> [EXERCISE]:
In the records below, find the line with "pub mod adapters;" and the line with "pub struct Tick"; return exactly those lines and every line between them.

┌─ TASK MATERIAL

//! Ride Control Computer: main entry point.
//!
//! Hexagonal architecture with a single-threaded fixed-rate control loop.
//!
//! ```text
//! ┌────────────────────────────────────────────────────────────────┐
//! │                      Adapters (outer ring)                     │
//! │                                                                │
//! │  RoboClawMotorController   GpioControlPanel   GpioTheming      │
//! │  MockMotorController       MockControlPanel   MockTheming      │
//! │  LogStatusSink             JsonLinesSink                       │
//! │                                                                │
//! │  ──────────────── Port Trait Boundary ───────────────────      │
//! │                                                                │
//! │  ┌────────────────────────────────────────────────────────┐    │
//! │  │              RideService (pure logic)                  │    │
//! │  │  FSM · Safety · Watchdog                               │    │
//! │  └────────────────────────────────────────────────────────┘    │
//! │                                                                │
//! │  ControlLoop · FixedRateTimer                                  │
//! └────────────────────────────────────────────────────────────────┘
//! ```

use std::path::PathBuf;
use std::sync::Arc;
use std::sync::atomic::{AtomicBool, Ordering};

use anyhow::{Context, Result};
use clap::Parser;
use log::info;
use tracing_subscriber::EnvFilter;
use tracing_subscriber::filter::LevelFilter;

use rcc::adapters::{
    GpioControlPanel, GpioThemingController, JsonLinesSink, LogStatusSink, MockControlPanel,
    MockMotorController, MockThemingController, PanelLines, RoboClawMotorController,
};
use rcc::app::{ControlLoop, ControlPanel, MotorController, RideService, StatusSink, ThemingController};
use rcc::config::RideConfig;
use rcc::drivers::roboclaw::{self, RoboClaw};
use rcc::drivers::serial;
use rcc::drivers::sysfs_gpio::{Direction, SysfsPin};
use rcc::pins;
use rcc::timer::FixedRateTimer;

/// Ride control computer: sequences the ride and halts it on any fault.
#[derive(Parser, Debug)]
#[command(name = "rcc")]
#[command(version)]
#[command(about = "Safety-governed ride sequencing for the REC coaster")]
struct Args {
    /// Drive the real motor controller, console and show lines instead of
    /// the simulation.
    #[arg(long)]
    hardware: bool,

    /// Ride configuration TOML.  Defaults apply when omitted.
    #[arg(short, long, value_name = "FILE")]
    config: Option<PathBuf>,

    /// Serial port for the RoboClaw.  Repeat to try several in order.
    #[arg(long = "serial-port", value_name = "TTY")]
    serial_ports: Vec<PathBuf>,

    /// Write one JSON status line per tick to this file.
    #[arg(long, value_name = "FILE")]
    status_json: Option<PathBuf>,

    /// Enable verbose logging (DEBUG level).
    #[arg(short, long)]
    verbose: bool,

    /// Output logs in JSON format.
    #[arg(long)]
    json: bool,

    /// Stop after this many ticks.
    #[arg(long, value_name = "N")]
    max_ticks: Option<u64>,
}

type Motor = Box<dyn MotorController>;
type Panel = Box<dyn ControlPanel>;
type Theming = Box<dyn ThemingController>;

fn main() -> Result<()> {
    let args = Args::parse();
    setup_tracing(&args);

    info!("Ride Control Computer v{} starting", env!("CARGO_PKG_VERSION"));

    // ── 1. Configuration ──────────────────────────────────────
    let config = match &args.config {
        Some(path) => {
            info!("Loading ride config from {}", path.display());
            RideConfig::load(path).with_context(|| format!("loading {}", path.display()))?
        }
        None => {
            info!("No config file given, using defaults");
            RideConfig::default()
        }
    };
    let service = RideService::new(config.clone()).context("invalid ride configuration")?;

    // ── 2. Adapters ───────────────────────────────────────────
    let (motor, panel, theming) = if args.hardware {
        hardware_adapters(&args)?
    } else {
        simulated_adapters(&config)
    };

    let mut sinks: Vec<Box<dyn StatusSink>> =
        vec![Box::new(LogStatusSink::new(config.telemetry_interval_ticks))];
    if let Some(path) = &args.status_json {
        let sink = JsonLinesSink::create(path)
            .with_context(|| format!("creating status feed {}", path.display()))?;
        info!("Status feed: {}", path.display());
        sinks.push(Box::new(sink));
    }

    // ── 3. Shutdown signal ────────────────────────────────────
    let stop = Arc::new(AtomicBool::new(false));
    {
        let stop = Arc::clone(&stop);
        ctrlc::set_handler(move || {
            info!("Received shutdown signal");
            stop.store(true, Ordering::SeqCst);
        })
        .context("installing signal handler")?;
    }

    // ── 4. Control loop ───────────────────────────────────────
    let timer = FixedRateTimer::new(&config);
    let mut control = ControlLoop::new(service, timer, motor, panel, theming, sinks)
        .with_max_ticks(args.max_ticks);
    let report = control.run(&stop);

    if let Some(last) = report.last {
        info!(
            "Final state {:?} after {} ticks (fault: {})",
            last.state, report.ticks, last.fault
        );
    }
    info!("Ride Control Computer shutdown complete");
    Ok(())
}

fn setup_tracing(args: &Args) {
    let level = if args.verbose {
        LevelFilter::DEBUG
    } else {
        LevelFilter::INFO
    };

    let filter = EnvFilter::from_default_env().add_directive(level.into());

    if args.json {
        tracing_subscriber::fmt()
            .with_env_filter(filter)
            .json()
            .init();
    } else {
        tracing_subscriber::fmt()
            .with_env_filter(filter)
            .compact()
            .init();
    }
}

// ── Adapter composition ───────────────────────────────────────

fn simulated_adapters(config: &RideConfig) -> (Motor, Panel, Theming) {
    info!("Simulation mode: mock motor, scripted console, recording show");
    let wait = u32::try_from(config.ticks_for(2_000)).unwrap_or(u32::MAX);
    (
        Box::new(MockMotorController::new().with_period(config.tick_period())),
        Box::new(MockControlPanel::demo(wait)),
        Box::new(MockThemingController::new()),
    )
}

fn hardware_adapters(args: &Args) -> Result<(Motor, Panel, Theming)> {
    info!("Hardware mode");

    let candidates = if args.serial_ports.is_empty() {
        serial::default_candidates()
    } else {
        args.serial_ports.clone()
    };
    let (path, port) = serial::open_first(&candidates, roboclaw::BAUD_RATE)
        .context("no RoboClaw serial port could be opened")?;
    let mut motor =
        RoboClawMotorController::new(RoboClaw::new(port, roboclaw::DEFAULT_ADDRESS));
    motor
        .initialise()
        .with_context(|| format!("RoboClaw on {} did not answer", path.display()))?;

    let input = |line: u32| {
        SysfsPin::open(line, Direction::In).with_context(|| format!("console input gpio{line}"))
    };
    let panel = GpioControlPanel::new(PanelLines {
        dispatch: input(pins::DISPATCH_GPIO)?,
        estop: input(pins::ESTOP_GPIO)?,
        key_armed: input(pins::KEY_ARMED_GPIO)?,
        restraints: input(pins::RESTRAINTS_GPIO)?,
        reset: input(pins::RESET_GPIO)?,
        stop: input(pins::STOP_GPIO)?,
        maintenance: input(pins::MAINTENANCE_GPIO)?,
    });

    let output = |line: u32| {
        SysfsPin::open(line, Direction::Out).with_context(|| format!("show output gpio{line}"))
    };
    let theming =
        GpioThemingController::new(output(pins::SHOW_ENABLE_GPIO)?, output(pins::SHOW_FX_GPIO)?)
            .context("driving show lines low")?;

    Ok((Box::new(motor), Box::new(panel), Box::new(theming)))
}
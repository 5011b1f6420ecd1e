//! Ride control computer library.
//!
//! Exposes the ride core (state machine, safety monitor, loop timer and
//! service) together with the adapters the `rcc` binary composes.
//! Linux-only hardware access is guarded by the `hardware` feature inside
//! [`drivers::serial`].

#![deny(unused_must_use)]

pub mod adapters;
pub mod app;
pub mod config;
pub mod drivers;
pub mod error;
pub mod fsm;
pub mod pins;
pub mod safety;
pub mod timer;
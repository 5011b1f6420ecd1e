//! Loop timer: the control loop's only blocking point.
//!
//! A [`TickSource`] blocks until the next tick boundary and hands back a
//! [`Tick`] describing it.  Two sources exist:
//!
//! - [`FixedRateTimer`] sleeps against absolute deadlines.  When a wake
//!   lands further past its deadline than `overrun_factor × period` the tick
//!   carries `overrun = Some(lateness)` and the schedule is re-anchored at
//!   the actual wake time, so missed ticks are never fired back-to-back.
//! - [`ManualTimer`] advances a virtual clock by exactly one period per
//!   call, with optional injected delay.  Tests drive the loop with it.
//!
//! [`LoopStats`] keeps a bounded window of tick deltas for telemetry.

use core::fmt;
use std::time::{Duration, Instant};

use heapless::HistoryBuffer;

use crate::config::RideConfig;

// ---------------------------------------------------------------------------
// Tick
// ---------------------------------------------------------------------------

/// One release of the control loop.
#[derive(Debug, Clone, Copy, PartialEq, Eq)]
pub struct Tick {
    /// 1-based tick counter.
    pub index: u64,
    /// Monotonic time since the timer started.
    pub now: Duration,
    /// Time since the previous tick.
    pub dt: Duration,
    /// Lateness past the deadline, when severe enough to report.
    pub overrun: Option<Duration>,
}

/// Source of control-loop ticks.
pub trait TickSource {
    /// Block until the next tick boundary.
    fn wait_for_tick(&mut self) -> Tick;

    /// Nominal tick period.
    fn period(&self) -> Duration;
}

impl<T: TickSource + ?Sized> TickSource for Box<T> {
    fn wait_for_tick(&mut self) -> Tick {
        (**self).wait_for_tick()
    }

    fn period(&self) -> Duration {
        (**self).period()
    }
}

fn overrun_threshold(config: &RideConfig) -> Duration {
    // Float-to-int `as` saturates, so an oversized factor cannot panic.
    let nanos = f64::from(config.tick_period_ms) * 1e6 * f64::from(config.overrun_factor);
    Duration::from_nanos(nanos as u64)
}

// ---------------------------------------------------------------------------
// Wall-clock timer
// ---------------------------------------------------------------------------

/// Absolute-deadline sleeping timer.
#[derive(Debug)]
pub struct FixedRateTimer {
    period: Duration,
    threshold: Duration,
    epoch: Instant,
    deadline: Instant,
    last_wake: Instant,
    index: u64,
}

impl FixedRateTimer {
    pub fn new(config: &RideConfig) -> Self {
        let epoch = Instant::now();
        let period = config.tick_period();
        Self {
            period,
            threshold: overrun_threshold(config),
            epoch,
            deadline: epoch + period,
            last_wake: epoch,
            index: 0,
        }
    }
}

impl TickSource for FixedRateTimer {
    fn wait_for_tick(&mut self) -> Tick {
        let now = Instant::now();
        if now < self.deadline {
            std::thread::sleep(self.deadline - now);
        }
        let woke = Instant::now();

        let lateness = woke.saturating_duration_since(self.deadline);
        let overrun = (lateness > self.threshold).then_some(lateness);
        self.deadline = if overrun.is_some() {
            woke + self.period
        } else {
            self.deadline + self.period
        };

        let dt = woke - self.last_wake;
        self.last_wake = woke;
        self.index += 1;

        Tick {
            index: self.index,
            now: woke - self.epoch,
            dt,
            overrun,
        }
    }

    fn period(&self) -> Duration {
        self.period
    }
}

// ---------------------------------------------------------------------------
// Virtual-clock timer
// ---------------------------------------------------------------------------

/// Timer that never sleeps.  Each call advances virtual time by one
/// period plus any delay injected since the previous call.
#[derive(Debug, Clone)]
pub struct ManualTimer {
    period: Duration,
    threshold: Duration,
    now: Duration,
    index: u64,
    injected: Duration,
}

impl ManualTimer {
    pub fn new(config: &RideConfig) -> Self {
        Self {
            period: config.tick_period(),
            threshold: overrun_threshold(config),
            now: Duration::ZERO,
            index: 0,
            injected: Duration::ZERO,
        }
    }

    /// Make the next tick arrive `delay` late.
    pub fn inject_delay(&mut self, delay: Duration) {
        self.injected += delay;
    }

    /// Virtual time of the most recent tick.
    pub fn now(&self) -> Duration {
        self.now
    }
}

impl TickSource for ManualTimer {
    fn wait_for_tick(&mut self) -> Tick {
        let late = core::mem::take(&mut self.injected);
        let dt = self.period + late;
        self.now += dt;
        self.index += 1;
        Tick {
            index: self.index,
            now: self.now,
            dt,
            overrun: (late > self.threshold).then_some(late),
        }
    }

    fn period(&self) -> Duration {
        self.period
    }
}

// ---------------------------------------------------------------------------
// Loop statistics
// ---------------------------------------------------------------------------

/// Number of tick deltas kept for the rolling statistics.
pub const STATS_WINDOW: usize = 128;

/// Rolling tick-delta statistics.
#[derive(Debug, Default)]
pub struct LoopStats {
    window: HistoryBuffer<Duration, STATS_WINDOW>,
    max: Duration,
    overruns: u64,
}

/// Point-in-time view of [`LoopStats`].
#[derive(Debug, Clone, Copy, PartialEq, Eq, Default)]
pub struct LoopSummary {
    pub last: Duration,
    pub avg: Duration,
    pub p95: Duration,
    pub max: Duration,
    pub overruns: u64,
}

impl LoopStats {
    pub fn new() -> Self {
        Self::default()
    }

    pub fn record(&mut self, tick: &Tick) {
        self.window.write(tick.dt);
        self.max = self.max.max(tick.dt);
        if tick.overrun.is_some() {
            self.overruns += 1;
        }
    }

    pub fn summary(&self) -> LoopSummary {
        let samples = self.window.as_slice();
        if samples.is_empty() {
            return LoopSummary::default();
        }

        let total: Duration = samples.iter().sum();
        let avg = total / samples.len() as u32;

        let mut sorted: heapless::Vec<Duration, STATS_WINDOW> = samples.iter().copied().collect();
        sorted.sort_unstable();
        let rank = (sorted.len() * 95).div_ceil(100).saturating_sub(1);

        LoopSummary {
            last: self.window.recent().copied().unwrap_or_default(),
            avg,
            p95: sorted[rank],
            max: self.max,
            overruns: self.overruns,
        }
    }
}

impl fmt::Display for LoopSummary {
    fn fmt(&self, f: &mut fmt::Formatter<'_>) -> fmt::Result {
        write!(
            f,
            "dt={:.1}ms avg={:.1}ms p95={:.1}ms max={:.1}ms overruns={}",
            self.last.as_secs_f64() * 1e3,
            self.avg.as_secs_f64() * 1e3,
            self.p95.as_secs_f64() * 1e3,
            self.max.as_secs_f64() * 1e3,
            self.overruns
        )
    }
}
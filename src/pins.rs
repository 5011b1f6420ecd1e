//! GPIO line assignments for the ride control cabinet (BCM numbering on the
//! Raspberry Pi header).
//!
//! Single source of truth: the GPIO adapters take their line numbers from
//! here rather than hard-coding them.

// ---------------------------------------------------------------------------
// Operator console inputs (active LOW, internal pull-ups)
// ---------------------------------------------------------------------------

/// Dispatch push button.
pub const DISPATCH_GPIO: u32 = 5;
/// Emergency-stop loop.  Normally closed: LOW = loop intact,
/// HIGH = button pressed or wire broken.
pub const ESTOP_GPIO: u32 = 6;
/// Operator key switch, armed position.
pub const KEY_ARMED_GPIO: u32 = 13;
/// Restraint-check relay: LOW when every lap bar is locked.
pub const RESTRAINTS_GPIO: u32 = 19;
/// Reset push button.
pub const RESET_GPIO: u32 = 26;
/// Cycle-stop push button.
pub const STOP_GPIO: u32 = 16;
/// Maintenance key switch.
pub const MAINTENANCE_GPIO: u32 = 20;

// ---------------------------------------------------------------------------
// Show controller outputs (active HIGH, through opto-isolators)
// ---------------------------------------------------------------------------

/// Show enable: HIGH while the show should run.
pub const SHOW_ENABLE_GPIO: u32 = 23;
/// Effects trigger: toggled once per cue.
pub const SHOW_FX_GPIO: u32 = 24;

// ---------------------------------------------------------------------------
// Motor controller UART
// ---------------------------------------------------------------------------

/// UART TX/RX to the RoboClaw (`/dev/ttyAMA1` with the uart2 overlay).
pub const UART_TX_GPIO: u32 = 0;
pub const UART_RX_GPIO: u32 = 1;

└─

> [ANSWER]:
pub mod adapters;
pub mod app;
pub mod config;
pub mod drivers;
pub mod error;
pub mod fsm;
pub mod pins;
pub mod safety;
pub mod timer;
repository 5011b1f6420ecd1e
//! Loop timer: the control loop's only blocking point.
//!
//! A [`TickSource`] blocks until the next tick boundary and hands back a
//! [`Tick`] describing it.  Two sources exist:
//!
//! - [`FixedRateTimer`] sleeps against absolute deadlines.  When a wake
//!   lands further past its deadline than `overrun_factor × period` the tick
//!   carries `overrun = Some(lateness)` and the schedule is re-anchored at
//!   the actual wake time, so missed ticks are never fired back-to-back.
//! - [`ManualTimer`] advances a virtual clock by exactly one period per
//!   call, with optional injected delay.  Tests drive the loop with it.
//!
//! [`LoopStats`] keeps a bounded window of tick deltas for telemetry.

use core::fmt;
use std::time::{Duration, Instant};

use heapless::HistoryBuffer;

use crate::config::RideConfig;

// ---------------------------------------------------------------------------
// Tick
// ---------------------------------------------------------------------------

/// One release of the control loop.
#[derive(Debug, Clone, Copy, PartialEq, Eq)]
pub struct Tick {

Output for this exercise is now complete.